* [Exercise directions]
Take each line of the entries below that contains "MistakeRecord" and copy it.

■ ■ ■

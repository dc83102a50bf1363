use std::sync::Arc;

use orfo_core::Clock;
use orfo_core::model::{MistakeRecord, UserId, natural_sort};
use storage::repository::{LedgerRepository, StorageError};

use crate::error::MistakeError;
use crate::session::Session;
use crate::store::SessionStore;

/// Items per listing page.
pub const PAGE_SIZE: usize = 10;

//
// ─── PAGINATION ────────────────────────────────────────────────────────────────
//

/// One page of a listing. `has_prev`/`has_next` are set only when a further
/// page actually exists, which is exactly when the surface shows the
/// matching control.
#[derive(Debug, Clone, PartialEq, Eq)]
pub struct Page<T> {
    pub items: Vec<T>,
    pub number: usize,
    pub total_pages: usize,
    pub total_items: usize,
    pub has_prev: bool,
    pub has_next: bool,
}

pub(crate) fn paginate<T: Clone>(items: &[T], number: usize) -> Page<T> {
    let total_items = items.len();
    let total_pages = if total_items == 0 {
        1
    } else {
        (total_items - 1) / PAGE_SIZE + 1
    };
    let number = number.min(total_pages - 1);
    let start = number * PAGE_SIZE;
    let end = (start + PAGE_SIZE).min(total_items);
    Page {
        items: items[start..end].to_vec(),
        number,
        total_pages,
        total_items,
        has_prev: number > 0,
        has_next: end < total_items,
    }
}

//
// ─── BROWSER ───────────────────────────────────────────────────────────────────
//

/// One listing line: the correct variant, with its mistake count when the
/// listing came from the ledger (a completion report has no counts).
#[derive(Debug, Clone, PartialEq, Eq)]
pub struct BrowseEntry {
    pub text: String,
    pub count: Option<u32>,
}

/// Read-only paginated listing held in the session store.
#[derive(Debug, Clone, PartialEq, Eq)]
pub struct MistakeBrowser {
    entries: Vec<BrowseEntry>,
    page: usize,
}

impl MistakeBrowser {
    #[must_use]
    pub fn from_records(records: &[MistakeRecord]) -> Self {
        let entries = records
            .iter()
            .map(|record| BrowseEntry {
                text: record.correct_part().to_owned(),
                count: Some(record.count),
            })
            .collect();
        Self { entries, page: 0 }
    }

    /// Listing over a quiz completion report's missed answers.
    #[must_use]
    pub fn from_answers(answers: Vec<String>) -> Self {
        let entries = answers
            .into_iter()
            .map(|text| BrowseEntry { text, count: None })
            .collect();
        Self { entries, page: 0 }
    }

    #[must_use]
    pub fn page(&self) -> Page<BrowseEntry> {
        paginate(&self.entries, self.page)
    }

    fn turn(&mut self, forward: bool) -> Page<BrowseEntry> {
        let current = self.page();
        if forward && current.has_next {
            self.page += 1;
        } else if !forward && current.has_prev {
            self.page -= 1;
        }
        self.page()
    }
}

//
// ─── SERVICE ───────────────────────────────────────────────────────────────────
//

/// Outcome of a manual count adjustment.
#[derive(Debug, Clone, Copy, PartialEq, Eq)]
pub enum AdjustOutcome {
    Removed,
    Lowered { count: u32 },
}

/// Paginated mistake browsing plus ledger maintenance.
#[derive(Clone)]
pub struct MistakeService {
    clock: Clock,
    ledger: Arc<dyn LedgerRepository>,
    sessions: SessionStore,
}

impl MistakeService {
    #[must_use]
    pub fn new(clock: Clock, ledger: Arc<dyn LedgerRepository>, sessions: SessionStore) -> Self {
        Self {
            clock,
            ledger,
            sessions,
        }
    }

    /// Categories that currently hold mistakes, in natural display order.
    ///
    /// # Errors
    ///
    /// Returns `MistakeError::Storage` on repository failures.
    pub async fn categories(&self, user: &UserId) -> Result<Vec<String>, MistakeError> {
        let mut names = self.ledger.categories_with_mistakes(user).await?;
        natural_sort(&mut names);
        Ok(names)
    }

    /// Opens a paginated listing of one category's mistakes, superseding any
    /// prior session.
    ///
    /// # Errors
    ///
    /// Returns `MistakeError::NoMistakes` when the category has none; no
    /// session is created then.
    pub async fn open(
        &self,
        user: &UserId,
        category: &str,
    ) -> Result<Page<BrowseEntry>, MistakeError> {
        let _gate = self.sessions.guard(user).await;
        let records = self.ledger.entries(user, Some(category)).await?;
        if records.is_empty() {
            return Err(MistakeError::NoMistakes);
        }
        let browser = MistakeBrowser::from_records(&records);
        let page = browser.page();
        self.sessions
            .set(user, Session::Browse(browser), self.clock.now());
        Ok(page)
    }

    /// Turns to the next page of the open listing.
    ///
    /// # Errors
    ///
    /// Returns `MistakeError::Stale` when no listing is open.
    pub async fn next_page(&self, user: &UserId) -> Result<Page<BrowseEntry>, MistakeError> {
        self.turn(user, true).await
    }

    /// Turns to the previous page of the open listing.
    ///
    /// # Errors
    ///
    /// Returns `MistakeError::Stale` when no listing is open.
    pub async fn prev_page(&self, user: &UserId) -> Result<Page<BrowseEntry>, MistakeError> {
        self.turn(user, false).await
    }

    async fn turn(&self, user: &UserId, forward: bool) -> Result<Page<BrowseEntry>, MistakeError> {
        let _gate = self.sessions.guard(user).await;
        let stored = self.sessions.take(user).ok_or(MistakeError::Stale)?;
        let mut browser = match stored.session {
            Session::Browse(browser) => browser,
            other => {
                self.sessions.put_back(user, other, stored.stored_at);
                return Err(MistakeError::Stale);
            }
        };
        let page = browser.turn(forward);
        self.sessions
            .put_back(user, Session::Browse(browser), stored.stored_at);
        Ok(page)
    }

    /// Tears down the open listing. Returns whether one existed.
    pub async fn close(&self, user: &UserId) -> bool {
        let _gate = self.sessions.guard(user).await;
        self.sessions.clear(user)
    }

    /// Deletes one ledger entry.
    ///
    /// # Errors
    ///
    /// Returns `MistakeError::UnknownEntry` when it does not exist.
    pub async fn remove_entry(
        &self,
        user: &UserId,
        category: &str,
        pair: &str,
    ) -> Result<(), MistakeError> {
        match self.ledger.remove_entry(user, category, pair).await {
            Ok(()) => Ok(()),
            Err(StorageError::NotFound) => Err(MistakeError::UnknownEntry),
            Err(e) => Err(e.into()),
        }
    }

    /// Deletes every entry of a category.
    ///
    /// # Errors
    ///
    /// Returns `MistakeError::Storage` on repository failures.
    pub async fn clear_category(&self, user: &UserId, category: &str) -> Result<(), MistakeError> {
        Ok(self.ledger.clear_category(user, category).await?)
    }

    /// Manually adjusts a count: 0 removes the entry, anything else must be
    /// strictly lower than the current value.
    ///
    /// # Errors
    ///
    /// Returns `MistakeError::UnknownEntry` for an absent entry and
    /// `MistakeError::NotLower` when the new value does not lower the count.
    pub async fn adjust_count(
        &self,
        user: &UserId,
        category: &str,
        pair: &str,
        new_count: u32,
    ) -> Result<AdjustOutcome, MistakeError> {
        let entries = self.ledger.entries(user, Some(category)).await?;
        let current = entries
            .iter()
            .find(|record| record.pair == pair)
            .map(|record| record.count)
            .ok_or(MistakeError::UnknownEntry)?;

        if new_count == 0 {
            self.remove_entry(user, category, pair).await?;
            return Ok(AdjustOutcome::Removed);
        }
        if new_count >= current {
            return Err(MistakeError::NotLower { current });
        }
        self.ledger.set_count(user, category, pair, new_count).await?;
        Ok(AdjustOutcome::Lowered { count: new_count })
    }
}

//
// ─── TESTS ─────────────────────────────────────────────────────────────────────
//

■ ■ ■

* [Solution for this problem]
use orfo_core::model::{MistakeRecord, UserId, natural_sort};
    pub fn from_records(records: &[MistakeRecord]) -> Self {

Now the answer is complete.